◆ Work required ◆
State how many lines in the listing below include the word "verbatim", and add nothing besides the number.

.....

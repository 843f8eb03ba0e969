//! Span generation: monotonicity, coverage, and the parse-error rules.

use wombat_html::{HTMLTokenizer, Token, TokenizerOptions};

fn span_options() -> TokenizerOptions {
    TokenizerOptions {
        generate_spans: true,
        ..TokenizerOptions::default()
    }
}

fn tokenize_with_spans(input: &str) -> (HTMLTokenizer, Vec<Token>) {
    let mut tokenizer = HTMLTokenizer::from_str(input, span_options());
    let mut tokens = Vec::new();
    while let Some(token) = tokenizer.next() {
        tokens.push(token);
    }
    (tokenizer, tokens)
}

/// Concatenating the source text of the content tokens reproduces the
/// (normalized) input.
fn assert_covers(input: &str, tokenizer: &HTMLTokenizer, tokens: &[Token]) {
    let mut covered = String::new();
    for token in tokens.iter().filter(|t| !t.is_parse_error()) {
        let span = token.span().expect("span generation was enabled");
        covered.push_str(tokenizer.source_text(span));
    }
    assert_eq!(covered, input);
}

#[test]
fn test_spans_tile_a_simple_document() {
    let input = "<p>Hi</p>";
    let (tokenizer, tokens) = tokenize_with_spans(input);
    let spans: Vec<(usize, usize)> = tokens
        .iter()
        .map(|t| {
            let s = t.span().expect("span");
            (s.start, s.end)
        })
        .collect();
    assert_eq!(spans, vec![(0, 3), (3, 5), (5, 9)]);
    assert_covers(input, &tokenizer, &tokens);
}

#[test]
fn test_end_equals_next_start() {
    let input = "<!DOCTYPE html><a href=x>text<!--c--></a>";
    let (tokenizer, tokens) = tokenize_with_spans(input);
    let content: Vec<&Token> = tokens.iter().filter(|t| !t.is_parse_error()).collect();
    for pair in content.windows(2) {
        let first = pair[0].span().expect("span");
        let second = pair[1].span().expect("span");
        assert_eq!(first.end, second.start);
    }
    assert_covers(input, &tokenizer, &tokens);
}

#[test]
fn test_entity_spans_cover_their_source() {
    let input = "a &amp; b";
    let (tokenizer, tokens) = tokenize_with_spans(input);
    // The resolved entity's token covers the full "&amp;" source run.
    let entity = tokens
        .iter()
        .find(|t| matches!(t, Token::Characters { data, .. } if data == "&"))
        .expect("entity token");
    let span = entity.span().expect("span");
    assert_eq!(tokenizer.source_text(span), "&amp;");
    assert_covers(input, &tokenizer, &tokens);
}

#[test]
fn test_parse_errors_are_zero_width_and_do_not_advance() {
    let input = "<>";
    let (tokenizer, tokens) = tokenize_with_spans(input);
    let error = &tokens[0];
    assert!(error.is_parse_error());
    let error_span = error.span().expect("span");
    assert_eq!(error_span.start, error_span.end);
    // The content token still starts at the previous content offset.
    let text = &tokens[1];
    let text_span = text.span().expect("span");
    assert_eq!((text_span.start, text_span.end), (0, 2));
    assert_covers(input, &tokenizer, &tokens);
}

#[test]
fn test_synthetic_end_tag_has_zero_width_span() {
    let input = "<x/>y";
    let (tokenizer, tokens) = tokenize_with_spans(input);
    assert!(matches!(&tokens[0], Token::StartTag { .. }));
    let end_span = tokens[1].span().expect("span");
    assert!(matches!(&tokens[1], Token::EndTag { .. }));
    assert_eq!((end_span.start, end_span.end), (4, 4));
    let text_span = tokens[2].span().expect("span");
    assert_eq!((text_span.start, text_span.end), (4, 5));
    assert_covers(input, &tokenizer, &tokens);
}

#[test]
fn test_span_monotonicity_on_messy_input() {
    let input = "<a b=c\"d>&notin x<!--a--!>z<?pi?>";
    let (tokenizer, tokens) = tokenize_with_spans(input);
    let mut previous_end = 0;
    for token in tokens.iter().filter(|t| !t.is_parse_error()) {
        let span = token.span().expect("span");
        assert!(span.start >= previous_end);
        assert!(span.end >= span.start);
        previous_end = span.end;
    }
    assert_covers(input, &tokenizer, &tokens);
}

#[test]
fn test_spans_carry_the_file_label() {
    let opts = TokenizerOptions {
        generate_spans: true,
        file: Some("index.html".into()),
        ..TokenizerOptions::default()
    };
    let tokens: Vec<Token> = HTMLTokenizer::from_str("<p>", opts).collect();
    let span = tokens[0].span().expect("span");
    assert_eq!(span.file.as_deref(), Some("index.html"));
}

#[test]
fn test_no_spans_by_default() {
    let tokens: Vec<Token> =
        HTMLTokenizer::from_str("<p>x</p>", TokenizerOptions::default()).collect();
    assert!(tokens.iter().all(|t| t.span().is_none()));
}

.....

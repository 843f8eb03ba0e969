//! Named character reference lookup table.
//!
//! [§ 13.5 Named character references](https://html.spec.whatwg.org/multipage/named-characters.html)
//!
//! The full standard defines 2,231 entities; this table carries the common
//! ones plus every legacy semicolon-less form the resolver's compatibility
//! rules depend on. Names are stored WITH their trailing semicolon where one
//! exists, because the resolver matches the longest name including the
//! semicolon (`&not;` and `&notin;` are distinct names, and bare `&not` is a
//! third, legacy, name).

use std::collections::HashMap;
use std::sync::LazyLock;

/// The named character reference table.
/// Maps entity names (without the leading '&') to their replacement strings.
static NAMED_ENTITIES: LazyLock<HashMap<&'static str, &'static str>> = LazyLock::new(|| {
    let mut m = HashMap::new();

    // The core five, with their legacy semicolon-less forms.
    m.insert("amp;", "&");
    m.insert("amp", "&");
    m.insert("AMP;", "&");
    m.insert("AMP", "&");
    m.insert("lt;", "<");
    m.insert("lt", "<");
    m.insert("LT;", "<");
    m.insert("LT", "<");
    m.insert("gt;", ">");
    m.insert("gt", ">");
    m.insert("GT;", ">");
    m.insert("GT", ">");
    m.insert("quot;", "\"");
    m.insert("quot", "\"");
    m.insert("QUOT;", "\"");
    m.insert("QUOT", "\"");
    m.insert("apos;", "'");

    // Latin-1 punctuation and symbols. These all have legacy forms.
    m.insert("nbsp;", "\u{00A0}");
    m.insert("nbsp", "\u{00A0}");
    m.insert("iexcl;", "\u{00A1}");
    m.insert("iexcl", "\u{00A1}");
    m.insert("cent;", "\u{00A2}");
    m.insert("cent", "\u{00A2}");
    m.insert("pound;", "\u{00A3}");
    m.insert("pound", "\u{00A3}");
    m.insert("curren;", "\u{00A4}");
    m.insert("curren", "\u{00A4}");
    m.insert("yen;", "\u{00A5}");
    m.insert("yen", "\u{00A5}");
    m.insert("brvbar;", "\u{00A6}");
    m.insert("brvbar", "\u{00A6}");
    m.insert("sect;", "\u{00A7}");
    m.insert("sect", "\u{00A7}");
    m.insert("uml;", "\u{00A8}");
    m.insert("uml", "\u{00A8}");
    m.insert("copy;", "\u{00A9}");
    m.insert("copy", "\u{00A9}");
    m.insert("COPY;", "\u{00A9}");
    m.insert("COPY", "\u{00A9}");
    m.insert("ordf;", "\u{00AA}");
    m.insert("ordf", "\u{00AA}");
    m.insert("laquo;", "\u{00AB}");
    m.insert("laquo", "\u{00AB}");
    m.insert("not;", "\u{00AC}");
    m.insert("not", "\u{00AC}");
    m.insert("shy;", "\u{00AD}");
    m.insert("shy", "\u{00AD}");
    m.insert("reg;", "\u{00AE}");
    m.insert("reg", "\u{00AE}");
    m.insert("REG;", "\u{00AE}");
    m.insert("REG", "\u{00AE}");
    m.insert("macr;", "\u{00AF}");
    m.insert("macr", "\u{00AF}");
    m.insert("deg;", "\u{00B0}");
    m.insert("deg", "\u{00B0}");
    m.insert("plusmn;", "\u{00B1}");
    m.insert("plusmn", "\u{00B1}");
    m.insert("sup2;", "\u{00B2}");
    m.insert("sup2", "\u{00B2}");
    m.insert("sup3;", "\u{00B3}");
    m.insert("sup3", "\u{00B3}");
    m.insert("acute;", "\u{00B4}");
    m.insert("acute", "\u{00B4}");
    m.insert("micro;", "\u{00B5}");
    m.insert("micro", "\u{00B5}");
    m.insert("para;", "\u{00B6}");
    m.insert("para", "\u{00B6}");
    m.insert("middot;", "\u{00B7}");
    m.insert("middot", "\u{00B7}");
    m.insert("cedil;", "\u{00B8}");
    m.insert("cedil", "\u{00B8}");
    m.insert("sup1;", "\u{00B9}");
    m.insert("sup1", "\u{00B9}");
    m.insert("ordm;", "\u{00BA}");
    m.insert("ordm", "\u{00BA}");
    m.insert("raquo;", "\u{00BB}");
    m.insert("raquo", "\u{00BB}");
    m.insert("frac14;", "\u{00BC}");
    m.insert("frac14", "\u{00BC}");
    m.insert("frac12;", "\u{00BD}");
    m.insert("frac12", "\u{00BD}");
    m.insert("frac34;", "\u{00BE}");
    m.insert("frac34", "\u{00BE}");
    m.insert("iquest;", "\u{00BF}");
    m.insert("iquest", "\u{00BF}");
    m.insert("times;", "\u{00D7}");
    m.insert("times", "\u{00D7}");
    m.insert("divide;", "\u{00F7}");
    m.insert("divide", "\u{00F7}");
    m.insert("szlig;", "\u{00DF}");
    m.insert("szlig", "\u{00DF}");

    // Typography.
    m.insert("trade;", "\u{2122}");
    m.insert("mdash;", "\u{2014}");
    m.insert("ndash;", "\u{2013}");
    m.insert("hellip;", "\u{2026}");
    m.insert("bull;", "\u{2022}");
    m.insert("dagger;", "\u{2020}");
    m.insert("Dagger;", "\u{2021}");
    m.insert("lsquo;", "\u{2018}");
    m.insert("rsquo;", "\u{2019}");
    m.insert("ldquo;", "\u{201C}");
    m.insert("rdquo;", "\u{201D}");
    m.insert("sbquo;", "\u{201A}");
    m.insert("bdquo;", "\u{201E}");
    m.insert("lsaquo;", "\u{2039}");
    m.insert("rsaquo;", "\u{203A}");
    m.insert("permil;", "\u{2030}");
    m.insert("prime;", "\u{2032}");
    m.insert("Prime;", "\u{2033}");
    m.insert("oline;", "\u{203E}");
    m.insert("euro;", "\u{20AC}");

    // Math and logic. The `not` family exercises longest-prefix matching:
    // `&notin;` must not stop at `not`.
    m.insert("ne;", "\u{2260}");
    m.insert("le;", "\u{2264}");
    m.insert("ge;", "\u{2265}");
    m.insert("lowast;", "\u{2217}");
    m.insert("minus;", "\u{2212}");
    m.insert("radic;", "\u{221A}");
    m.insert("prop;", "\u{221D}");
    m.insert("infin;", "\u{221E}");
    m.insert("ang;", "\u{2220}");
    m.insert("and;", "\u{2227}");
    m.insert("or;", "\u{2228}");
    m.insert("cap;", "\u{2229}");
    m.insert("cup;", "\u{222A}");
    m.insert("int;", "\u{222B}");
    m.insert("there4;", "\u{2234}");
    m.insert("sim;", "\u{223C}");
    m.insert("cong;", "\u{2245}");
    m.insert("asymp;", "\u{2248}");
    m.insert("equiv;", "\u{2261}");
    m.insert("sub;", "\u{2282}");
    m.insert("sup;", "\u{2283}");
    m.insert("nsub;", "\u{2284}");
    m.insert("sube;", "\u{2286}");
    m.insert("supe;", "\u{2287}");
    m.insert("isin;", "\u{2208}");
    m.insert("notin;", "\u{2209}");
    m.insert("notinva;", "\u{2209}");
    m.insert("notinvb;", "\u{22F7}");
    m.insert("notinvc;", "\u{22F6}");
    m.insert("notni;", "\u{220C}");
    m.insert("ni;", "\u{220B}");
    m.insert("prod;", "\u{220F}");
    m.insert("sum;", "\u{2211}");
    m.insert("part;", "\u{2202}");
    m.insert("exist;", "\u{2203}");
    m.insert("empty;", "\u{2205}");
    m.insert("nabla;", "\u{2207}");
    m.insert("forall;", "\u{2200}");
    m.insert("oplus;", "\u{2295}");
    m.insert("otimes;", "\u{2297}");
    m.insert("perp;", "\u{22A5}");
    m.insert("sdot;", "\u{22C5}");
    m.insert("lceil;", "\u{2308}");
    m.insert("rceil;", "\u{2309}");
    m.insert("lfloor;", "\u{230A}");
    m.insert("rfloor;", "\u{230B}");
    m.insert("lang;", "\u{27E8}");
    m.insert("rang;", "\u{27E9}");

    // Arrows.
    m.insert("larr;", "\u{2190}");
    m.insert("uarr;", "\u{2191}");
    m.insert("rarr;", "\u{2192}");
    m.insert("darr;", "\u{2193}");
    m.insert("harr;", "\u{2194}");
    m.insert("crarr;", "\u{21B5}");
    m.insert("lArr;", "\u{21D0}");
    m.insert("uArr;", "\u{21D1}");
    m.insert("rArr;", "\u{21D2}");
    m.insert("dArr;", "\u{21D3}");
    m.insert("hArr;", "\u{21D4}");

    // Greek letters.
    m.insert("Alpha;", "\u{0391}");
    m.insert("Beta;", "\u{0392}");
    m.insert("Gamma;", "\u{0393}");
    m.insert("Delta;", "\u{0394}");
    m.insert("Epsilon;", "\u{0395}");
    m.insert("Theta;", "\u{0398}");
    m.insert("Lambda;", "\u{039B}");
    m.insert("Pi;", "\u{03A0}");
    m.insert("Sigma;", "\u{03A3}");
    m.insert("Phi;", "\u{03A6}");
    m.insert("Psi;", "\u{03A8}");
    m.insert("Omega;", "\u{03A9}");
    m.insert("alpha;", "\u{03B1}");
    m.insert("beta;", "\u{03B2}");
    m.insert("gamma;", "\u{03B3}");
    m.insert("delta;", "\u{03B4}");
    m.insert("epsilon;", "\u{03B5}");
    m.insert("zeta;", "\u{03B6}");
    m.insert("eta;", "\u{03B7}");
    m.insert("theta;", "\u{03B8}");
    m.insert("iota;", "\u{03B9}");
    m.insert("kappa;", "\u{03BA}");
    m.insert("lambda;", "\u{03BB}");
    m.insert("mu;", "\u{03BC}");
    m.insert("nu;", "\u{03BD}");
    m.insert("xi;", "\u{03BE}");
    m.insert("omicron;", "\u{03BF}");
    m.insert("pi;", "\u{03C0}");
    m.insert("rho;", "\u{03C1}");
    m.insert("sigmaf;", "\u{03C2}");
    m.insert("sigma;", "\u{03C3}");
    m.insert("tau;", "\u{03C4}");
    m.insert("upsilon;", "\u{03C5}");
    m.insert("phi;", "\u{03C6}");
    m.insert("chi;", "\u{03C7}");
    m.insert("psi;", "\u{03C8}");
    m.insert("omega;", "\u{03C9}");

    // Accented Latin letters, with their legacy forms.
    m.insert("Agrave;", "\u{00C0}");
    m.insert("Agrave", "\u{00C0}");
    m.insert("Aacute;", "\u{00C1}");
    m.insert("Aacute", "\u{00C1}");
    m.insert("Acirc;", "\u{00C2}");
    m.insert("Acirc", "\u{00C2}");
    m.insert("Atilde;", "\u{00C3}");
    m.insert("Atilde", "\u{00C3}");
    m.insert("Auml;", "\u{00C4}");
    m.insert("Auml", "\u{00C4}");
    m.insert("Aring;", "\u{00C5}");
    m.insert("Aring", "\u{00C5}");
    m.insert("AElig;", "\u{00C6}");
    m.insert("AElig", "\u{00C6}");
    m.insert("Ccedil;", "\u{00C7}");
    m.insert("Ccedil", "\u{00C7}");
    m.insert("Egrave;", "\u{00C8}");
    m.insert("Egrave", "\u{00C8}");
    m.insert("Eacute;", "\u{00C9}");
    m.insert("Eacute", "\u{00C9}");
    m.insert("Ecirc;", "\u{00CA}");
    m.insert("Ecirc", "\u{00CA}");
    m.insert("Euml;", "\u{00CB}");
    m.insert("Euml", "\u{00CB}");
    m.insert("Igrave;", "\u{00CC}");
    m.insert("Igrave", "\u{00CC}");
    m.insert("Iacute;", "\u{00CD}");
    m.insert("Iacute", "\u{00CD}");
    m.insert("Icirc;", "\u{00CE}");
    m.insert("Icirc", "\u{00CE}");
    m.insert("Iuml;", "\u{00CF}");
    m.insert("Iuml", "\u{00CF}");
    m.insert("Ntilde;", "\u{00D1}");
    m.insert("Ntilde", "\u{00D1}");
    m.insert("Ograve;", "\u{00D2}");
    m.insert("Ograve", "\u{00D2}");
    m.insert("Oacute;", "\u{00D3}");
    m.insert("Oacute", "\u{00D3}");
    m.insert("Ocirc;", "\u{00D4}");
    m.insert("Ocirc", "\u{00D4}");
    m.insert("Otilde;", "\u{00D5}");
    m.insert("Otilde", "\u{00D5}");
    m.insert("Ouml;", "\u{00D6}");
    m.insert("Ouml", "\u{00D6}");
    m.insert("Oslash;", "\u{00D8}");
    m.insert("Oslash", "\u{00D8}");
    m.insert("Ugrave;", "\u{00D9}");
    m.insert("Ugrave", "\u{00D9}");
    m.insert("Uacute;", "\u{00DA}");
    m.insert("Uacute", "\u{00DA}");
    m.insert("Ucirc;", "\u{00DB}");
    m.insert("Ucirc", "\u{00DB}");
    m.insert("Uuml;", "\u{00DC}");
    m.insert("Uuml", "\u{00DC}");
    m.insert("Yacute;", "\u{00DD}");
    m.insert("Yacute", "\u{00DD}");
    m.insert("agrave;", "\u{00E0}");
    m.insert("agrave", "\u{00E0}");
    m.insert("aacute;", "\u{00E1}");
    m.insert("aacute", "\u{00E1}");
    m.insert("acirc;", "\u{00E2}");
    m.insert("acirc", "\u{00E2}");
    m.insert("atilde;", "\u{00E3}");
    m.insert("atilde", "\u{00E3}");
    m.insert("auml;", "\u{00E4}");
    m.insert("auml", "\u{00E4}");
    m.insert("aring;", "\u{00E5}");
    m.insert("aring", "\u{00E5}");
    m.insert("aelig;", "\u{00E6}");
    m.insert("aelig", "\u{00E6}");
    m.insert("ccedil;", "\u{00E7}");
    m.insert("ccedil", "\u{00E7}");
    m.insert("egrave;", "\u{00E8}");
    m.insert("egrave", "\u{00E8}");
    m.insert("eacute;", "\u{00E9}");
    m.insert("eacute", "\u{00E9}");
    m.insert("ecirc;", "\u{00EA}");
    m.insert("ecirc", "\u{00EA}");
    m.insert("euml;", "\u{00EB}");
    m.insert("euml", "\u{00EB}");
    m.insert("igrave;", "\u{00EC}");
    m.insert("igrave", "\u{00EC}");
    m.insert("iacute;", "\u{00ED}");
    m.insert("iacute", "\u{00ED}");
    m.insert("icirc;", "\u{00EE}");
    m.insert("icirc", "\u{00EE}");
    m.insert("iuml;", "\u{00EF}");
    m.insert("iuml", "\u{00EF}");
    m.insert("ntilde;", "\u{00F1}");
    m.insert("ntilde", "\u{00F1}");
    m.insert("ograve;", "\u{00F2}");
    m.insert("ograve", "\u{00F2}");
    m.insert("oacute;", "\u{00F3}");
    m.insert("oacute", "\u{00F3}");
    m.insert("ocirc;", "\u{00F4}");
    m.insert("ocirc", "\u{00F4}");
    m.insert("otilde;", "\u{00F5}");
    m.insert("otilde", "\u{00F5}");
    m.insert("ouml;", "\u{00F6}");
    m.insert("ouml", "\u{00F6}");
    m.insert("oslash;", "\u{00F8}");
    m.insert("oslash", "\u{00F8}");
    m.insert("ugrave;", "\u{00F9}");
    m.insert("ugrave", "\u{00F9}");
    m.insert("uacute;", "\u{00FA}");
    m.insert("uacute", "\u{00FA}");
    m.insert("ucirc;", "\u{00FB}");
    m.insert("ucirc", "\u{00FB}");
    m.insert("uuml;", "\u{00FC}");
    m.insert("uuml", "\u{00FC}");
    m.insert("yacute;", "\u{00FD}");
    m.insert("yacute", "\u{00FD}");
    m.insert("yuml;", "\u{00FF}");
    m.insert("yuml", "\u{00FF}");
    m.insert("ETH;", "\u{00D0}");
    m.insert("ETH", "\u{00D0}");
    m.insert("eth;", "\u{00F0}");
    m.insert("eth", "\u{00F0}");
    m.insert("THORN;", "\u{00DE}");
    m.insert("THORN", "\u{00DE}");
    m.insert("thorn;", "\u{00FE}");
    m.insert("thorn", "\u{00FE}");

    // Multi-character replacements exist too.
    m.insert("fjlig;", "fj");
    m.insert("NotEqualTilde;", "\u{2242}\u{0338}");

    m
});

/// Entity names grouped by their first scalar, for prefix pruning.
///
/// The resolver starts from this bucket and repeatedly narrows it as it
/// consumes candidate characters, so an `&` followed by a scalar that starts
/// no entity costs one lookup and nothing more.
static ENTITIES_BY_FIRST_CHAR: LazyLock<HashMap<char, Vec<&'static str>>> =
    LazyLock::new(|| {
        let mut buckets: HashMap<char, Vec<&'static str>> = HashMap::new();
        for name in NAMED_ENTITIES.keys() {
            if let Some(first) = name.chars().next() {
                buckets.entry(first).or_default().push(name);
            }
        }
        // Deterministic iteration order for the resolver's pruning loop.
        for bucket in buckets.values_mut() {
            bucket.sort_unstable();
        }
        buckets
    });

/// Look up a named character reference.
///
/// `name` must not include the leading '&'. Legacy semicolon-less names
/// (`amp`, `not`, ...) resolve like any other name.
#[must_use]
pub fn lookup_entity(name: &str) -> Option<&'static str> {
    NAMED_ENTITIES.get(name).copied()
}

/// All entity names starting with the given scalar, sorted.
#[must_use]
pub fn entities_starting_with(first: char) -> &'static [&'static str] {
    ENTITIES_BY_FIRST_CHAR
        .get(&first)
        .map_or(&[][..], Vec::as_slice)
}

.....

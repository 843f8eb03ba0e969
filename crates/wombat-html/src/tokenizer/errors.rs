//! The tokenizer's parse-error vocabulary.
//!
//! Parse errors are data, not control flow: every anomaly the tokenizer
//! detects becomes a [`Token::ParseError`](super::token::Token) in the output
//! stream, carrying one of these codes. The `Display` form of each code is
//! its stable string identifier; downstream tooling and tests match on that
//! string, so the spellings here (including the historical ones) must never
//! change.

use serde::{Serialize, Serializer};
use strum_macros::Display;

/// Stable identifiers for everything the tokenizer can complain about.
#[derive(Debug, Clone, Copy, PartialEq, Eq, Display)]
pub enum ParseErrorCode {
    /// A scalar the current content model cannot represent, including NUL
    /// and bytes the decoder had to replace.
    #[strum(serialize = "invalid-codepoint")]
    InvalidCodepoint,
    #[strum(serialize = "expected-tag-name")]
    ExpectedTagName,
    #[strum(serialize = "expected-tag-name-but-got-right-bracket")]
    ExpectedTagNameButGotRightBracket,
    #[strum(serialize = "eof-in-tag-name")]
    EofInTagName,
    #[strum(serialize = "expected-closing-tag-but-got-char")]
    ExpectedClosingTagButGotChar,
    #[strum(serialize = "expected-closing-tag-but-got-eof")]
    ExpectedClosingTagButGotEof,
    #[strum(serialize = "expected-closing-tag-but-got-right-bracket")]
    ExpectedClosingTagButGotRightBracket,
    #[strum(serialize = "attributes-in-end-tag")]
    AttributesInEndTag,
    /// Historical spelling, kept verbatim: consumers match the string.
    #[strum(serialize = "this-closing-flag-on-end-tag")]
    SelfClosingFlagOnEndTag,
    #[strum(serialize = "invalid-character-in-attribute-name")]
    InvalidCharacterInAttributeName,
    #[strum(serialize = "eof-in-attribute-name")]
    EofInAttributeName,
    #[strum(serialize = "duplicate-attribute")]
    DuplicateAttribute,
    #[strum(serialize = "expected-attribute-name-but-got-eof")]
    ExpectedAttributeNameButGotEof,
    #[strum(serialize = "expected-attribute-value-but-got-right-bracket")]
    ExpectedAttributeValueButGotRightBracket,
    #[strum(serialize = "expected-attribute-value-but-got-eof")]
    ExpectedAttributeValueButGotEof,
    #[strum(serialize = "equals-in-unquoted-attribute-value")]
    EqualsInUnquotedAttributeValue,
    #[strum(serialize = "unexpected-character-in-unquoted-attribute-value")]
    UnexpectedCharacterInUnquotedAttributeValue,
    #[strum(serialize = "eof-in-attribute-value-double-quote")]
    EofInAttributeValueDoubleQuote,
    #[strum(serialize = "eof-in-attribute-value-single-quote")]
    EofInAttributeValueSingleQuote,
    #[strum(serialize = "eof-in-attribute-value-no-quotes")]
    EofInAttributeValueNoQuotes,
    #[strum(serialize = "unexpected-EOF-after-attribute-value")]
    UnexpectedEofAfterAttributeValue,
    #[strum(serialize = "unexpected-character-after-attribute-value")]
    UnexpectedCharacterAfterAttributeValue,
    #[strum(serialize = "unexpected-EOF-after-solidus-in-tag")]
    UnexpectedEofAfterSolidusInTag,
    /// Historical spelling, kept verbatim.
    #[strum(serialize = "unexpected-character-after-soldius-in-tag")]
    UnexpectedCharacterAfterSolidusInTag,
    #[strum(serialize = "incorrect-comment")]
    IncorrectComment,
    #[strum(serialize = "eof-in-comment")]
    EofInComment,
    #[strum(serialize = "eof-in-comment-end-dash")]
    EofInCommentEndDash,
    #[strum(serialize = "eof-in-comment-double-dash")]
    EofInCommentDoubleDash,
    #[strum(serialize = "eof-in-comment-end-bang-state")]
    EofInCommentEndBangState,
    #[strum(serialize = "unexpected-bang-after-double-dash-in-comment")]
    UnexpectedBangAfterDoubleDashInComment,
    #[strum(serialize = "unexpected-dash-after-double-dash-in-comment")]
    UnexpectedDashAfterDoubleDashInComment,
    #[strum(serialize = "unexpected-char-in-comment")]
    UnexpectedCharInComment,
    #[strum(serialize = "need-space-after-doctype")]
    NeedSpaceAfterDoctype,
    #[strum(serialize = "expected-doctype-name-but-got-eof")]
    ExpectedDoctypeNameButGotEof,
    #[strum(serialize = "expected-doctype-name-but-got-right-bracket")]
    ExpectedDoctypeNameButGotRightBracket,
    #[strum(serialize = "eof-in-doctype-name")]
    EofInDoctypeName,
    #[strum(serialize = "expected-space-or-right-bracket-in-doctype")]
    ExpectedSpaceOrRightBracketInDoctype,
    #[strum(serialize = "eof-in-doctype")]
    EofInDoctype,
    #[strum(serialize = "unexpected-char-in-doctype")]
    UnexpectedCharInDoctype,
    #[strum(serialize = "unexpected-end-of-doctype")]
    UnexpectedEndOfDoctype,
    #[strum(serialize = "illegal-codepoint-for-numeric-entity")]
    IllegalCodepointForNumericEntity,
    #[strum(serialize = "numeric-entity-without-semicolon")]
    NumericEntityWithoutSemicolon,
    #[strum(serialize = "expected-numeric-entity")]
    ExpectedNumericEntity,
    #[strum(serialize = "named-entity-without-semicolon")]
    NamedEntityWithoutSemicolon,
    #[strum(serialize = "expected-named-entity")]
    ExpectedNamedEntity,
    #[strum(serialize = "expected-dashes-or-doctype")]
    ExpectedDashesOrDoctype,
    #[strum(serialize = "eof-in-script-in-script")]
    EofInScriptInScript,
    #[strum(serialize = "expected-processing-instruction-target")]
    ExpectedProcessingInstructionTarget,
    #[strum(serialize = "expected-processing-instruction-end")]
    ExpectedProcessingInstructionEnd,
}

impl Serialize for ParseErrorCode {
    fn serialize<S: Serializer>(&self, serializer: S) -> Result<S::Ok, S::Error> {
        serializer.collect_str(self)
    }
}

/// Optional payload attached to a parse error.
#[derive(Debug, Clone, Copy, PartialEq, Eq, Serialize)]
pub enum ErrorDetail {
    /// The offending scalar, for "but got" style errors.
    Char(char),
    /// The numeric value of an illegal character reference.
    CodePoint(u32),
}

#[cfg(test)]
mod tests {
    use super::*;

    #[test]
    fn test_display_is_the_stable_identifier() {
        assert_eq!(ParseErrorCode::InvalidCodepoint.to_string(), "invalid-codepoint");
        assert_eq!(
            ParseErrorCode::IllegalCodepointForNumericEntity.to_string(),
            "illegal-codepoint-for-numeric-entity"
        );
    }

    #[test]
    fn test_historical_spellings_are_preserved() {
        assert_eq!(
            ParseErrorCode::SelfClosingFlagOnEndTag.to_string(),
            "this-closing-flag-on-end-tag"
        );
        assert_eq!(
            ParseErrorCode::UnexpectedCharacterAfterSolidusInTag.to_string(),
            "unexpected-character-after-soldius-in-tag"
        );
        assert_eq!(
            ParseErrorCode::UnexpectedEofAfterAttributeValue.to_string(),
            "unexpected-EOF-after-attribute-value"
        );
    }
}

.....

◆ Completed task ◆
2